Napoleon also provides inspiration for 21st-century authors. J.W. Clennett’s graphic novel The Diemenois presents an alternate history, in which Napoleon Bonaparte did not die of stomach cancer. In Clennett’s book, he escapes from the British-held island of Saint Helena, in the South Atlantic Ocean, and flees to a French Tasmanian colony. The book won the Silver Ledger Award for Graphic Novels.

At Waterloo, as ABBA reminded us, 'Napoleon did surrender'

Napoleon was a confirmed music lover – he went to 163 different operas – although he reportedly had no talent at playing an instrument or singing. The Duchesse d’Abrantès, an object of Napoleon’s affection, even gossiped about his “raucous and out-of-tune” voice. In 1955, comedian Spike Milligan wrote a script for the Goons called Napoleon’s Piano, in which the Goons have to steal his musical instrument. “It’s the one Napoleon played at Waterloo,” says Neddie Seagoon.

ABBA’s 1974 Eurovision hit “Waterloo” is perhaps the most famous song to reference Napoleon, but there are hundreds of examples, including songs by Coldplay, Ani DiFranco, Al Stewart, the Kinks, the Bee Gees and Mark Knopfler. Tori Amos wrote “Joséphine”, which was about Napoleon’s feelings about his Empress during his unsuccessful invasion of Russia.

Groucho Marx played a cuckolded Napoleon

In 1924, Groucho Marx and his brothers starred in a hit Vaudeville show called I’ll Say She Is. Groucho wore a bicorne hat as he played Napoleon, the devoted lover of Joséphine. “Jo, your eyes are shining like the seat of a blue serge suit,” jokes Groucho, who then keeps finding his wife in bed with his brothers. In A Streetcar Named Desire, Stanley Kowalski invokes the Napoleonic Code, which originated in 1804, during a row with Blanche DuBois over their pregnant friend Stella.

Napoleon, who had been the hero of Austrian, French, Italian and even Broadway musicals, was the subject of an English musical in 2000, when Not Tonight, Napoleon opened at the Shaftesbury Theatre in London.

Napoloen Delusion

Lord Byron said it was “impossible not to be dazzled and overwhelmed by Napoleon’s character”, and the emperor has continued to have an overwhelming effect on the minds of men in the 198 years since he died on 5 May 1821 at the age of 51, following his banishment to Saint Helena. Psychologist Daniel Freeman has written about the history of delusions and says the emperor effect started quickly: 14 Napoleon impersonators presented at Bicêtre Asylum in Paris in 1840.

The delusion became part of pop culture. In 1922, Stan Laurel – before he teamed up to become Laurel and Hardy – played a book salesman in the short film Mixed Nuts.
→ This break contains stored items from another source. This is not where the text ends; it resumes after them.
use serde::{Deserialize, Serialize};
use serde_json::{Map, Value};

use crate::seed::{ContentType, DifficultyLevel, LessonKind, QuestionType, QuizPolicy};

/// Who a seeding run acts for. Threaded into every record's ownership fields.
#[derive(Debug, Clone, PartialEq, Eq)]
pub struct Owner {
    pub user_id: String,
    pub tenant_id: String,
}

impl Owner {
    pub fn new(user_id: &str, tenant_id: &str) -> Self {
        Self {
            user_id: user_id.to_string(),
            tenant_id: tenant_id.to_string(),
        }
    }
}

#[derive(Debug, Clone, Copy, PartialEq, Eq)]
pub enum EntityKind {
    Module,
    Lesson,
    ContentBlock,
    Quiz,
    Question,
    Option,
}

impl EntityKind {
    pub fn table(&self) -> &'static str {
        match self {
            EntityKind::Module => "training_modules",
            EntityKind::Lesson => "training_lessons",
            EntityKind::ContentBlock => "training_lesson_content",
            EntityKind::Quiz => "training_quizzes",
            EntityKind::Question => "training_quiz_questions",
            EntityKind::Option => "training_quiz_options",
        }
    }
}

/// A created row: the submitted fields plus the store-assigned id and
/// timestamps.
#[derive(Debug, Clone, PartialEq, Serialize, Deserialize)]
pub struct Record {
    pub id: String,
    #[serde(default)]
    pub created_at: Option<String>,
    #[serde(default)]
    pub updated_at: Option<String>,
    #[serde(flatten)]
    pub fields: Map<String, Value>,
}

impl Record {
    pub fn field(&self, name: &str) -> Option<&Value> {
        self.fields.get(name)
    }
}

#[derive(Serialize, Debug, Clone)]
pub struct NewModule<'a> {
    pub title: &'a str,
    pub description: &'a str,
    pub category: &'a str,
    pub difficulty_level: DifficultyLevel,
    pub estimated_duration_minutes: u32,
    pub xp_reward: u32,
    pub tags: &'a [String],
    #[serde(rename = "imo_id")]
    pub tenant_id: &'a str,
    pub created_by: &'a str,
    pub metadata: Map<String, Value>,
}

#[derive(Serialize, Debug, Clone)]
pub struct NewLesson<'a> {
    pub module_id: &'a str,
    pub title: &'a str,
    pub description: &'a str,
    pub sort_order: usize,
    pub lesson_type: LessonKind,
    pub xp_reward: u32,
    pub is_required: bool,
    pub estimated_duration_minutes: u32,
    #[serde(rename = "imo_id")]
    pub tenant_id: &'a str,
}

#[derive(Serialize, Debug, Clone)]
pub struct NewContentBlock<'a> {
    pub lesson_id: &'a str,
    pub content_type: ContentType,
    pub sort_order: usize,
    pub title: &'a str,
    pub rich_text_content: &'a str,
    #[serde(rename = "imo_id")]
    pub tenant_id: &'a str,
}

#[derive(Serialize, Debug, Clone)]
pub struct NewQuiz<'a> {
    pub lesson_id: &'a str,
    #[serde(flatten)]
    pub policy: QuizPolicy,
    #[serde(rename = "imo_id")]
    pub tenant_id: &'a str,
}

#[derive(Serialize, Debug, Clone)]
pub struct NewQuestion<'a> {
    pub quiz_id: &'a str,
    pub question_text: &'a str,
    pub question_type: QuestionType,
    pub explanation: &'a str,
    pub sort_order: usize,
    pub points: u32,
    #[serde(rename = "imo_id")]
    pub tenant_id: &'a str,
}

/// Options carry no ownership fields; they belong to their question.
#[derive(Serialize, Debug, Clone)]
pub struct NewOption<'a> {
    pub question_id: &'a str,
    pub option_text: &'a str,
    pub is_correct: bool,
    pub sort_order: usize,
}
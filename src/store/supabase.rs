use std::time::Duration;

use serde::Serialize;
use tracing::debug;

use super::records::{
    EntityKind, NewContentBlock, NewLesson, NewModule, NewOption, NewQuestion, NewQuiz, Record,
};
use super::TrainingStore;
use crate::error::StoreError;

/// Row-at-a-time writes against Supabase's REST API.
pub struct SupabaseStore {
    agent: ureq::Agent,
    url: String,
    api_key: String,
}

impl SupabaseStore {
    pub fn new(url: &str, api_key: &str, timeout: Duration) -> Self {
        Self {
            agent: ureq::AgentBuilder::new().timeout(timeout).build(),
            url: url.trim_end_matches('/').to_string(),
            api_key: api_key.to_string(),
        }
    }

    fn endpoint(&self, kind: EntityKind) -> String {
        format!("{}/rest/v1/{}", self.url, kind.table())
    }

    fn insert<T: Serialize>(&self, kind: EntityKind, row: &T) -> Result<Record, StoreError> {
        let table = kind.table();
        let response = self
            .agent
            .post(&self.endpoint(kind))
            .set("apikey", &self.api_key)
            .set("Authorization", &format!("Bearer {}", self.api_key))
            .set("Content-Type", "application/json")
            .set("Prefer", "return=representation")
            .send_json(row)
            .map_err(|e| match e {
                ureq::Error::Status(status, response) => StoreError::Rejected {
                    table,
                    status,
                    body: response.into_string().unwrap_or_default(),
                },
                other => StoreError::Http(other),
            })?;

        let rows: Vec<Record> = response.into_json()?;
        let record = rows
            .into_iter()
            .next()
            .ok_or(StoreError::EmptyResponse { table })?;

        debug!(table, id = %record.id, "row inserted");
        Ok(record)
    }
}

impl TrainingStore for SupabaseStore {
    type Error = StoreError;

    fn create_module(&self, module: &NewModule<'_>) -> Result<Record, StoreError> {
        self.insert(EntityKind::Module, module)
    }

    fn create_lesson(&self, lesson: &NewLesson<'_>) -> Result<Record, StoreError> {
        self.insert(EntityKind::Lesson, lesson)
    }

    fn create_content_block(&self, block: &NewContentBlock<'_>) -> Result<Record, StoreError> {
        self.insert(EntityKind::ContentBlock, block)
    }

    fn create_quiz(&self, quiz: &NewQuiz<'_>) -> Result<Record, StoreError> {
        self.insert(EntityKind::Quiz, quiz)
    }

    fn create_question(&self, question: &NewQuestion<'_>) -> Result<Record, StoreError> {
        self.insert(EntityKind::Question, question)
    }

    fn create_option(&self, option: &NewOption<'_>) -> Result<Record, StoreError> {
        self.insert(EntityKind::Option, option)
    }

    fn delete(&self, kind: EntityKind, id: &str) -> Result<(), StoreError> {
        let table = kind.table();
        self.agent
            .delete(&self.endpoint(kind))
            .query("id", &format!("eq.{}", id))
            .set("apikey", &self.api_key)
            .set("Authorization", &format!("Bearer {}", self.api_key))
            .call()
            .map_err(|e| match e {
                ureq::Error::Status(status, response) => StoreError::Rejected {
                    table,
                    status,
                    body: response.into_string().unwrap_or_default(),
                },
                other => StoreError::Http(other),
            })?;

        debug!(table, id, "row deleted");
        Ok(())
    }
}

#[cfg(test)]
mod tests {
    use super::*;

    #[test]
    fn endpoint_joins_table_name() {
        let store = SupabaseStore::new("https://db.example.co/", "key", Duration::from_secs(5));
        assert_eq!(
            store.endpoint(EntityKind::Question),
            "https://db.example.co/rest/v1/training_quiz_questions"
        );
    }
}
After Laurel’s character received a blow on the head he started believing he was Napoleon and has to be admitted to a mental health institution. Thirty-four years later, the so-called “Napoleon Delusion” inspired the Bugs Bunny cartoon film Napoleon Bunny-Part. The “joke” is still going strong in the 21st century. In a Futurama episode called Insane in the Mainframe in 2001, Bender pretended to be a banjo-playing Napoleon so he could stay in a robot asylum.

Comedians would make light of the suffering with a common joke about a psychiatrist congratulating his patient on being cured. “Some cure,” the patient complains. “When I came here I was Napoleon. Now I’m a nobody.”

Napoleon was always a somebody. He remains a relevant historical figure, not least because of his prescient comment that “in politics, stupidity is not a handicap”.